**RECORDS FOR THIS TASK**
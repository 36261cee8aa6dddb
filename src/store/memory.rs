use crate::core::store::{KeyValueCollection, StoredEntry};
use std::collections::HashMap;
use std::sync::{PoisonError, RwLock};
use std::time::Duration;
use tracing::debug;

/// In-memory collection, used for tests and when no data directory is usable.
#[derive(Default)]
pub struct MemoryCollection {
    inner: RwLock<HashMap<String, StoredEntry>>,
}

impl MemoryCollection {
    pub fn new() -> Self {
        Self::default()
    }
}

impl KeyValueCollection for MemoryCollection {
    fn get(&self, key: &str) -> Option<String> {
        let expired = {
            let entries = self.inner.read().unwrap_or_else(PoisonError::into_inner);
            match entries.get(key) {
                Some(entry) if !entry.is_expired() => {
                    debug!("Store HIT for key: {}", key);
                    return Some(entry.value.clone());
                }
                Some(_) => true,
                None => false,
            }
        };

        if expired {
            // A put may have landed since the read lock was released
            let mut entries = self.inner.write().unwrap_or_else(PoisonError::into_inner);
            if entries.get(key).is_some_and(StoredEntry::is_expired) {
                debug!("Store entry expired for key: {}", key);
                entries.remove(key);
            } else if let Some(entry) = entries.get(key) {
                debug!("Store HIT for key: {}", key);
                return Some(entry.value.clone());
            }
        } else {
            debug!("Store MISS for key: {}", key);
        }
        None
    }

    fn put(&self, key: &str, value: &str, retention: Option<Duration>) {
        let mut entries = self.inner.write().unwrap_or_else(PoisonError::into_inner);
        debug!("Store PUT for key: {}", key);
        entries.insert(key.to_string(), StoredEntry::new(value, retention));
    }

    fn remove(&self, key: &str) {
        let mut entries = self.inner.write().unwrap_or_else(PoisonError::into_inner);
        entries.remove(key);
        debug!("Store REMOVE for key: {}", key);
    }
}

#[cfg(test)]
mod tests {
    use super::*;

    #[test]
    fn test_memory_get_put() {
        let collection = MemoryCollection::new();

        // Initially, collection is empty
        assert!(collection.get("key1").is_none());

        collection.put("key1", "value1", None);
        assert_eq!(collection.get("key1").as_deref(), Some("value1"));
        assert!(collection.get("key2").is_none());

        // Overwrite keeps the latest value
        collection.put("key1", "value2", None);
        assert_eq!(collection.get("key1").as_deref(), Some("value2"));
    }

    #[test]
    fn test_memory_retention_expiry() {
        let collection = MemoryCollection::new();

        collection.put("key1", "value1", Some(Duration::ZERO));
        assert!(collection.get("key1").is_none());

        collection.put("key2", "value2", Some(Duration::from_secs(60)));
        assert_eq!(collection.get("key2").as_deref(), Some("value2"));
    }

    #[test]
    fn test_expired_entry_replaced_concurrently_survives() {
        use std::sync::Arc;
        use std::thread;

        let collection = Arc::new(MemoryCollection::new());
        for round in 0..200 {
            collection.put("key1", "stale", Some(Duration::ZERO));
            let writer = {
                let collection = Arc::clone(&collection);
                thread::spawn(move || collection.put("key1", "fresh", None))
            };
            let _ = collection.get("key1");
            writer.join().unwrap();
            assert_eq!(
                collection.get("key1").as_deref(),
                Some("fresh"),
                "fresh value lost in round {round}"
            );
        }
    }

    #[test]
    fn test_memory_remove() {
        let collection = MemoryCollection::new();

        collection.put("key1", "value1", None);
        collection.remove("key1");
        assert!(collection.get("key1").is_none());
    }
}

**YOUR GOAL**
Restating the data word for word is the whole task.

**TASK ANSWER**
repository 36261cee8aa6dddb
filename src/store/memory.rs
use crate::core::store::{KeyValueCollection, StoredEntry};
use std::collections::HashMap;
use std::sync::{PoisonError, RwLock};
use std::time::Duration;
use tracing::debug;

/// In-memory collection, used for tests and when no data directory is usable.
#[derive(Default)]
pub struct MemoryCollection {
    inner: RwLock<HashMap<String, StoredEntry>>,
}

impl MemoryCollection {
    pub fn new() -> Self {
        Self::default()
    }
}

impl KeyValueCollection for MemoryCollection {
    fn get(&self, key: &str) -> Option<String> {
        let expired = {
            let entries = self.inner.read().unwrap_or_else(PoisonError::into_inner);
            match entries.get(key) {
                Some(entry) if !entry.is_expired() => {
                    debug!("Store HIT for key: {}", key);
                    return Some(entry.value.clone());
                }
                Some(_) => true,
                None => false,
            }
        };

        if expired {
            // A put may have landed since the read lock was released
            let mut entries = self.inner.write().unwrap_or_else(PoisonError::into_inner);
            if entries.get(key).is_some_and(StoredEntry::is_expired) {
                debug!("Store entry expired for key: {}", key);
                entries.remove(key);
            } else if let Some(entry) = entries.get(key) {
                debug!("Store HIT for key: {}", key);
                return Some(entry.value.clone());
            }
        } else {
            debug!("Store MISS for key: {}", key);
        }
        None
    }

    fn put(&self, key: &str, value: &str, retention: Option<Duration>) {
        let mut entries = self.inner.write().unwrap_or_else(PoisonError::into_inner);
        debug!("Store PUT for key: {}", key);
        entries.insert(key.to_string(), StoredEntry::new(value, retention));
    }

    fn remove(&self, key: &str) {
        let mut entries = self.inner.write().unwrap_or_else(PoisonError::into_inner);
        entries.remove(key);
        debug!("Store REMOVE for key: {}", key);
    }
}

#[cfg(test)]
mod tests {
    use super::*;

    #[test]
    fn test_memory_get_put() {
        let collection = MemoryCollection::new();

        // Initially, collection is empty
        assert!(collection.get("key1").is_none());

        collection.put("key1", "value1", None);
        assert_eq!(collection.get("key1").as_deref(), Some("value1"));
        assert!(collection.get("key2").is_none());

        // Overwrite keeps the latest value
        collection.put("key1", "value2", None);
        assert_eq!(collection.get("key1").as_deref(), Some("value2"));
    }

    #[test]
    fn test_memory_retention_expiry() {
        let collection = MemoryCollection::new();

        collection.put("key1", "value1", Some(Duration::ZERO));
        assert!(collection.get("key1").is_none());

        collection.put("key2", "value2", Some(Duration::from_secs(60)));
        assert_eq!(collection.get("key2").as_deref(), Some("value2"));
    }

    #[test]
    fn test_expired_entry_replaced_concurrently_survives() {
        use std::sync::Arc;
        use std::thread;

        let collection = Arc::new(MemoryCollection::new());
        for round in 0..200 {
            collection.put("key1", "stale", Some(Duration::ZERO));
            let writer = {
                let collection = Arc::clone(&collection);
                thread::spawn(move || collection.put("key1", "fresh", None))
            };
            let _ = collection.get("key1");
            writer.join().unwrap();
            assert_eq!(
                collection.get("key1").as_deref(),
                Some("fresh"),
                "fresh value lost in round {round}"
            );
        }
    }

    #[test]
    fn test_memory_remove() {
        let collection = MemoryCollection::new();

        collection.put("key1", "value1", None);
        collection.remove("key1");
        assert!(collection.get("key1").is_none());
    }
}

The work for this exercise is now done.